Taken from :aikidojournal.com

Interview with Shoji Nishio (1992), Part 2

In the technical manual Budo written by O-Sensei before the war, it says that nage should initiate the attack when executing shomenuchi ikkyo.

Yes. That was how it was practiced in the old days. However, we don’t enter directly from the front; instead we do irimi. It’s just a matter of a small difference in angle. If the angle changes 30 degrees you can control your opponent and avoid his attack. This represents a different dimension even from the classical martial arts practiced today. Since we do not do aikido in order to throw, the act of throwing the opponent is already accomplished before actual physical contact takes place. After that I think it’s a matter of how to get one’s opponent to become self-reliant while having him undergo a process of proper self-examination. I believe this is the right direction for martial arts to take. What purpose is there in throwing someone first? I think what is necessary for the future is the concept of allowing people to live. I think we must strive to achieve this through training.

Sensei, do you employ concepts from classical martial arts philosophy such as sen no sen (anticipation of attack) or ato no sen (response to an attack) in your teaching?

This sort of question was asked of a number of martial arts practitioners in a psychological study conducted by Tohoku University about our opinions on space and rhythm. It’s the same everywhere; martial artists say that things such as sen no sen are necessary in order to learn how to distract the opponent and enter. However, in aikido such things are completely unnecessary. We don’t disrupt the opponent’s breathing because in the aikido way the opponent adjusts his breathing and we adjust our breathing accordingly. When I replied to this survey with the statement that the aikido way encompasses a completely different dimension, they said it was the first time they had heard such an opinion. O-Sensei would often say. “You and your opponent breathe as one so that he comes to strike. What do you do if you disturb his breathing? In aikido we regulate people’s breathing.” Both the opponent and I grow together.
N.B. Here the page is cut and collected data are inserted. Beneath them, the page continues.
pub mod input;
pub mod renderer;
pub mod sound;
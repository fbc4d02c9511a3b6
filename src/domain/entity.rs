/// Entities: Player and Enemy, plus per-tick input.
///
/// Both actors store a continuous pixel position (authoritative) and the
/// pixel target of their in-flight move. Grid cells are always derived
/// from position, never stored.

use serde::{Deserialize, Serialize};

use super::grid::Cell;

#[derive(Clone, Copy, PartialEq, Eq, Debug, Serialize, Deserialize)]
pub enum Facing {
    Left,
    Right,
}

impl Facing {
    pub fn sign(self) -> f32 {
        match self {
            Facing::Left => -1.0,
            Facing::Right => 1.0,
        }
    }
}

/// Motion state shared by both actors. `Hanging` is reachable only by the player.
#[derive(Clone, Copy, PartialEq, Eq, Debug)]
pub enum Motion {
    /// Grid-aligned, no pending move.
    Resting,
    /// Sliding toward `target`.
    Animating,
    /// Gravity pulling the actor down at fixed speed.
    Falling,
    /// Post-jump apex; gravity suspended until `until_ms`.
    Hanging { until_ms: u64 },
}

/// Movement keys currently held.
#[derive(Clone, Copy, PartialEq, Eq, Debug, Default)]
pub struct MoveKeys {
    pub up: bool,
    pub down: bool,
    pub left: bool,
    pub right: bool,
    pub up_left: bool,
    pub up_right: bool,
}

/// Frame input: held movement keys plus edge-triggered actions.
#[derive(Clone, Copy, Debug, Default)]
pub struct FrameInput {
    pub keys: MoveKeys,
    pub fire: bool,
    pub dig_at: Option<Cell>,
}

#[derive(Clone, Debug)]
pub struct Player {
    pub x: f32,
    pub y: f32,
    pub target_x: f32,
    pub target_y: f32,
    pub motion: Motion,
    pub jumping: bool,
    pub facing: Facing,
    pub coins: usize,
}

impl Player {
    pub fn new(x: f32, y: f32) -> Self {
        Player {
            x, y,
            target_x: x,
            target_y: y,
            motion: Motion::Resting,
            jumping: false,
            facing: Facing::Right,
            coins: 0,
        }
    }

    /// Drop any in-flight move and settle where the player stands.
    pub fn reset_movement(&mut self) {
        self.target_x = self.x;
        self.target_y = self.y;
        self.motion = Motion::Resting;
        self.jumping = false;
    }

    pub fn is_hanging(&self) -> bool {
        matches!(self.motion, Motion::Hanging { .. })
    }
}

#[derive(Clone, Debug)]
pub struct Enemy {
    pub x: f32,
    pub y: f32,
    pub target_x: f32,
    pub target_y: f32,
    pub facing: Facing,
}

impl Enemy {
    pub fn new(x: f32, y: f32) -> Self {
        Enemy { x, y, target_x: x, target_y: y, facing: Facing::Left }
    }

    /// Enemies decide only when they have arrived.
    pub fn is_resting(&self) -> bool {
        self.x == self.target_x && self.y == self.target_y
    }
}
pub mod ai;
pub mod entity;
pub mod grid;
pub mod physics;
pub mod projectile;
pub mod rules;
pub mod tile;
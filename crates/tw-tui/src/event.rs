//! The controller's event type and the terminal input pump.

use std::thread;
use std::time::Duration;

use crossterm::event;
use tokio::sync::mpsc::UnboundedSender;

use tw_engine::{EngineResult, TurnReport};
use tw_model::GameSession;
use tw_store::StoreResult;

/// Interval between spinner ticks while no terminal input arrives.
const TICK_INTERVAL: Duration = Duration::from_millis(120);

/// A resolved turn: the updated session plus the display report.
///
/// Turn tasks work on a clone of the session and hand the whole thing back;
/// the controller swaps it in on success, so a failed turn can never leave
/// the live session half-updated.
#[derive(Debug)]
pub struct TurnFinish {
    /// The session after the turn was applied.
    pub session: GameSession,
    /// What to display for the turn.
    pub report: TurnReport,
}

/// Everything that can wake the controller.
#[derive(Debug)]
pub enum AppEvent {
    /// A terminal event (key press, resize).
    Input(event::Event),
    /// Periodic tick for the busy spinner.
    Tick,
    /// World generation finished.
    WorldReady(Box<EngineResult<GameSession>>),
    /// Turn processing finished.
    TurnDone(Box<EngineResult<TurnFinish>>),
    /// A persistence task finished.
    SaveDone {
        /// The save name the task wrote to.
        name: String,
        /// Whether success should be reported in the log (explicit saves)
        /// or only failures (auto-saves).
        announce: bool,
        /// The outcome.
        result: StoreResult<()>,
    },
}

/// Spawn the input pump: a thread that forwards terminal events into the
/// controller channel and emits ticks while the terminal is idle.
///
/// The thread exits when the receiving side hangs up.
pub fn spawn_input_pump(tx: UnboundedSender<AppEvent>) -> thread::JoinHandle<()> {
    thread::spawn(move || {
        loop {
            let app_event = match event::poll(TICK_INTERVAL) {
                Ok(true) => match event::read() {
                    Ok(ev) => AppEvent::Input(ev),
                    Err(_) => break,
                },
                Ok(false) => AppEvent::Tick,
                Err(_) => break,
            };
            if tx.send(app_event).is_err() {
                break;
            }
        }
    })
}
Our way of thinking shouldn’t be on such a low level as to need to disturb people’s breathing. Therefore, in our way of doing things there is no kamae (combative posture) or anything. That’s the fastest way.

Would you please elaborate on this thought?

There is no kamae in the aikido way of thinking. Our basic premise is that we are dealing with someone in a normal manner. Aikido is really a searching spirit, the idea of connecting. We deal with the opponent from a correct position. It’s not a question of avoiding the opponent but rather one of creating a space for him. If you do things in the classical martial arts manner, you can instantly throw an opponent. In aikido we enter along the opponent’s center line because by blending with him and making a place for him we don’t receive his attack. So if you take that idea and use it in the opposite way, you can throw an opponent in a single instant. However, we don’t do that since we regard it as a crime. A person was regarded as strong if he threw an opponent in that way in martial arts before the development of aikido. This is the way of the weakest type of person. Aikido offers an opportunity for the opponent to properly recover by reversing the power used to throw an opponent in classical martial arts.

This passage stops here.